Problem details >> Among the records below, find each line bearing the word "composites" and copy it.

Material for this task >>

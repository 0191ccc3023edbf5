//! Cycle-safe, iterative graph transformation.
//!
//! One algorithm converts native graphs into element graphs and back. The
//! source side says what is a leaf and how to enumerate a composite's
//! children ([`GraphSource`]); the destination side supplies empty
//! composites and attaches children to them ([`GraphSink`]). Leaves go
//! through a caller supplied converter.
//!
//! Invariants:
//! - traversal uses an explicit work stack, so depth is bounded by memory only;
//! - every source composite maps to exactly one destination composite
//!   (identity keyed), recorded before its children are visited, so shared
//!   references stay shared and cycles close onto themselves;
//! - children are emitted in source order.
use std::collections::HashMap;
use std::fmt;

use tracing::trace;

use crate::element::{Element, List, Node, Number};
use crate::error::{ConversionError, ElementError, Path, Segment};
use crate::native::{Native, NativeMap, NativeSeq};

// ————————————————————————————————————————————————————————————————————————————
// SEAMS
// ————————————————————————————————————————————————————————————————————————————

pub enum Children<S> {
    /// Map-like: becomes a keyed destination composite.
    Keyed(Vec<(String, S)>),
    /// Sequence- or array-like: becomes a positional destination composite.
    Indexed(Vec<S>),
}

pub trait GraphSource: Sized + fmt::Debug {
    /// `None` for leaves.
    fn children(&self) -> Option<Children<Self>>;
    /// Pointer identity for composites.
    fn identity(&self) -> Option<usize>;
}

pub trait GraphSink: Clone {
    fn empty_map() -> Self;
    fn empty_list() -> Self;
    fn insert(&self, key: String, value: Self);
    fn push(&self, value: Self);
}

// ————————————————————————————————————————————————————————————————————————————
// ENGINE
// ————————————————————————————————————————————————————————————————————————————

struct Frame<S, D> {
    dest: D,
    pending: std::vec::IntoIter<(Segment, S)>,
}

impl<S, D: GraphSink> Frame<S, D> {
    fn open(children: Children<S>) -> Self {
        match children {
            Children::Keyed(entries) => Self {
                dest: D::empty_map(),
                pending: entries
                    .into_iter()
                    .map(|(k, v)| (Segment::Key(k), v))
                    .collect::<Vec<_>>()
                    .into_iter(),
            },
            Children::Indexed(items) => Self {
                dest: D::empty_list(),
                pending: items
                    .into_iter()
                    .enumerate()
                    .map(|(i, v)| (Segment::Index(i), v))
                    .collect::<Vec<_>>()
                    .into_iter(),
            },
        }
    }
}

fn attach<D: GraphSink>(parent: &D, segment: Segment, value: D) {
    match segment {
        Segment::Key(key) => parent.insert(key, value),
        Segment::Index(_) => parent.push(value),
    }
}

/// Convert the graph rooted at `root`. Fails atomically on the first leaf the
/// converter rejects; nothing built so far is returned.
pub fn transform<S, D, F>(root: &S, mut convert_leaf: F) -> Result<D, ConversionError>
where
    S: GraphSource,
    D: GraphSink,
    F: FnMut(&S) -> Result<D, ElementError>,
{
    let mut path = Path::root();
    let fail = |leaf: &S, path: Path, source: ElementError| ConversionError {
        path,
        value: format!("{leaf:?}"),
        source,
    };

    let Some(children) = root.children() else {
        return convert_leaf(root).map_err(|source| fail(root, path, source));
    };

    let mut visited: HashMap<usize, D> = HashMap::new();
    let first: Frame<S, D> = Frame::open(children);
    let out = first.dest.clone();
    if let Some(id) = root.identity() {
        visited.insert(id, out.clone());
    }
    let mut stack: Vec<Frame<S, D>> = vec![first];

    while let Some(frame) = stack.last_mut() {
        let Some((segment, child)) = frame.pending.next() else {
            stack.pop();
            path.pop();
            continue;
        };
        let parent = frame.dest.clone();

        if let Some(existing) = child.identity().and_then(|id| visited.get(&id)) {
            trace!(at = %path.child(segment.clone()), "reusing already converted composite");
            attach(&parent, segment, existing.clone());
            continue;
        }

        match child.children() {
            None => {
                let value = convert_leaf(&child).map_err(|source| fail(&child, path.child(segment.clone()), source))?;
                attach(&parent, segment, value);
            }
            Some(grandchildren) => {
                let frame: Frame<S, D> = Frame::open(grandchildren);
                if let Some(id) = child.identity() {
                    visited.insert(id, frame.dest.clone());
                }
                // attach the (still empty) composite now so siblings keep their order
                attach(&parent, segment.clone(), frame.dest.clone());
                path.push(segment);
                stack.push(frame);
            }
        }
    }

    Ok(out)
}

// ————————————————————————————————————————————————————————————————————————————
// ELEMENT + NATIVE BINDINGS
// ————————————————————————————————————————————————————————————————————————————

impl GraphSource for Element {
    fn children(&self) -> Option<Children<Self>> {
        match self {
            Element::List(list) => Some(Children::Indexed(list.items())),
            Element::Node(node) => Some(Children::Keyed(node.entries())),
            _ => None,
        }
    }
    fn identity(&self) -> Option<usize> {
        Element::identity(self)
    }
}

impl GraphSink for Element {
    fn empty_map() -> Self {
        Element::Node(Node::new())
    }
    fn empty_list() -> Self {
        Element::List(List::new())
    }
    fn insert(&self, key: String, value: Self) {
        if let Element::Node(node) = self {
            node.insert(key, value);
        }
    }
    fn push(&self, value: Self) {
        if let Element::List(list) = self {
            list.push(value);
        }
    }
}

impl GraphSource for Native {
    fn children(&self) -> Option<Children<Self>> {
        match self {
            Native::Map(map) => Some(Children::Keyed(map.entries())),
            Native::Seq(seq) => Some(Children::Indexed(seq.items())),
            Native::Array(items) => Some(Children::Indexed(items.to_vec())),
            _ => None,
        }
    }
    fn identity(&self) -> Option<usize> {
        Native::identity(self)
    }
}

impl GraphSink for Native {
    fn empty_map() -> Self {
        Native::Map(NativeMap::new())
    }
    fn empty_list() -> Self {
        Native::Seq(NativeSeq::new())
    }
    fn insert(&self, key: String, value: Self) {
        if let Native::Map(map) = self {
            map.insert(key, value);
        }
    }
    fn push(&self, value: Self) {
        if let Native::Seq(seq) = self {
            seq.push(value);
        }
    }
}

// ————————————————————————————————————————————————————————————————————————————
// SCALAR CONVERTERS
// ————————————————————————————————————————————————————————————————————————————

/// Default native → element leaf conversion.
pub fn native_scalar(value: &Native) -> Result<Element, ElementError> {
    Ok(match value {
        Native::Unit => Element::Null,
        Native::Bool(v) => Element::Boolean(*v),
        Native::I8(v) => Element::Number(Number::I8(*v)),
        Native::I16(v) => Element::Number(Number::I16(*v)),
        Native::I32(v) => Element::Number(Number::I32(*v)),
        Native::I64(v) => Element::Number(Number::I64(*v)),
        Native::U8(v) => Element::Number(Number::U8(*v)),
        Native::U16(v) => Element::Number(Number::U16(*v)),
        Native::U32(v) => Element::Number(Number::U32(*v)),
        Native::U64(v) => Element::Number(Number::U64(*v)),
        Native::F32(v) => Element::Number(Number::F32(*v)),
        Native::F64(v) => Element::Number(Number::F64(*v)),
        Native::Char(v) => Element::String(v.to_string()),
        Native::Str(v) => Element::String(v.clone()),
        other => {
            return Err(ElementError::UnsupportedScalarKind {
                type_name: other.kind_name().to_owned(),
            });
        }
    })
}

/// Default element → native leaf conversion.
pub fn element_scalar(value: &Element) -> Result<Native, ElementError> {
    Ok(match value {
        Element::Null => Native::Unit,
        Element::Boolean(v) => Native::Bool(*v),
        Element::String(v) => Native::Str(v.clone()),
        Element::Number(n) => match *n {
            Number::I8(v) => Native::I8(v),
            Number::I16(v) => Native::I16(v),
            Number::I32(v) => Native::I32(v),
            Number::I64(v) => Native::I64(v),
            Number::U8(v) => Native::U8(v),
            Number::U16(v) => Native::U16(v),
            Number::U32(v) => Native::U32(v),
            Number::U64(v) => Native::U64(v),
            Number::F32(v) => Native::F32(v),
            Number::F64(v) => Native::F64(v),
        },
        composite => {
            return Err(ElementError::UnsupportedScalarKind {
                type_name: composite.shape(),
            });
        }
    })
}

// ------------------------------- Front API -------------------------------- //

pub fn to_element(root: &Native) -> Result<Element, ConversionError> {
    transform(root, native_scalar)
}

pub fn to_element_with<F>(root: &Native, convert: F) -> Result<Element, ConversionError>
where
    F: FnMut(&Native) -> Result<Element, ElementError>,
{
    transform(root, convert)
}

pub fn from_element(root: &Element) -> Result<Native, ConversionError> {
    transform(root, element_scalar)
}

pub fn from_element_with<F>(root: &Element, convert: F) -> Result<Native, ConversionError>
where
    F: FnMut(&Element) -> Result<Native, ElementError>,
{
    transform(root, convert)
}

// ------------------------------- Tests ------------------------------------ //

#[cfg(test)]
mod tests {
    use super::*;
    use crate::native::Opaque;
    use serde_json::json;

    #[test]
    fn scenario_map_with_list() {
        let native = Native::from(&json!({"x": 1, "y": [1, 2, 3]}));
        let element = to_element(&native).unwrap();

        let expected = Node::new();
        expected.insert("x", Number::I64(1));
        expected.insert("y", List::from_vec(vec![1i64.into(), 2i64.into(), 3i64.into()]));
        assert_eq!(element, Element::Node(expected));

        let back = from_element(&element).unwrap();
        assert_eq!(back.to_json().unwrap(), json!({"x": 1, "y": [1, 2, 3]}));
    }

    #[test]
    fn self_reference_becomes_the_same_node() {
        let map = NativeMap::new();
        map.insert("name", "root".into());
        map.insert("self", Native::Map(map.clone()));

        let element = to_element(&Native::Map(map.clone())).unwrap();
        let node = element.as_node().unwrap();
        let inner = node.get("self").unwrap();
        assert!(inner.as_node().unwrap().ptr_eq(node));

        element.dismantle();
        Native::Map(map).dismantle();
    }

    #[test]
    fn shared_entries_stay_shared() {
        let x = NativeSeq::from_vec(vec![Native::I32(1)]);
        let outer = NativeSeq::from_vec(vec![Native::Seq(x.clone()), Native::Seq(x)]);
        let element = to_element(&Native::Seq(outer)).unwrap();
        let list = element.as_list().unwrap();
        assert!(list.get(0).unwrap().same(&list.get(1).unwrap()));
    }

    #[test]
    fn reverse_direction_preserves_cycles_and_order() {
        let node = Node::new();
        node.insert("b", 2u8);
        node.insert("a", List::new());
        node.insert("loop", node.clone());

        let native = from_element(&Element::Node(node.clone())).unwrap();
        let map = native.as_map().unwrap();
        assert_eq!(map.borrow().keys().cloned().collect::<Vec<_>>(), vec!["b", "a", "loop"]);
        assert!(matches!(map.get("b"), Some(Native::U8(2))));
        assert!(map.get("loop").unwrap().as_map().unwrap().ptr_eq(map));

        native.dismantle();
        Element::Node(node).dismantle();
    }

    #[test]
    fn arrays_become_lists() {
        let native = Native::array(vec![Native::F32(0.5), Native::Char('z')]);
        let element = to_element(&native).unwrap();
        assert_eq!(element, Element::from(vec![Element::from(0.5f32), Element::from("z")]));
    }

    #[test]
    fn unsupported_scalar_fails_with_its_path() {
        let map = NativeMap::new();
        map.insert("ok", Native::Bool(true));
        map.insert(
            "items",
            Native::Seq(NativeSeq::from_vec(vec![Native::Unit, Native::Opaque(Opaque::new(3u128))])),
        );
        let err = to_element(&Native::Map(map)).unwrap_err();
        assert_eq!(err.path.to_string(), "$.items[1]");
        assert!(matches!(err.source, ElementError::UnsupportedScalarKind { ref type_name } if type_name == "u128"));
    }

    #[test]
    fn custom_leaf_converter_is_used() {
        let native = Native::from(&json!({"port": 8080}));
        let element = to_element_with(&native, |leaf| match leaf {
            Native::I64(v) => Ok(Element::from(v.to_string())),
            other => native_scalar(other),
        })
        .unwrap();
        assert_eq!(element.as_node().unwrap().get("port"), Some(Element::from("8080")));
    }

    fn deep_chain(depth: usize, leaf: Native) -> NativeSeq {
        let root = NativeSeq::new();
        let mut cursor = root.clone();
        for _ in 0..depth {
            let next = NativeSeq::new();
            cursor.push(Native::Seq(next.clone()));
            cursor = next;
        }
        cursor.push(leaf);
        root
    }

    #[test]
    fn deep_nesting_does_not_overflow_the_stack() {
        const DEPTH: usize = 100_000;
        let root = deep_chain(DEPTH, Native::I8(7));

        let element = to_element(&Native::Seq(root)).unwrap();
        let mut depth = 0;
        let mut at = element.clone();
        while let Some(next) = at.as_list().and_then(|l| l.get(0)) {
            if !next.is_composite() {
                assert_eq!(next, Element::from(7i8));
                break;
            }
            at = next;
            depth += 1;
        }
        assert_eq!(depth, DEPTH);
        drop(at);
        drop(element);
    }

    #[test]
    fn deep_failure_reports_the_error_and_discards_partial_output() {
        const DEPTH: usize = 100_000;
        let root = deep_chain(DEPTH, Native::Opaque(Opaque::new(9u128)));
        let err = to_element(&Native::Seq(root)).unwrap_err();
        assert!(matches!(err.source, ElementError::UnsupportedScalarKind { ref type_name } if type_name == "u128"));
        assert!(err.path.to_string().ends_with("[0][0]"));
    }
}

Completed exercise >>
//! composites and attaches children to them ([`GraphSink`]). Leaves go
    /// Pointer identity for composites.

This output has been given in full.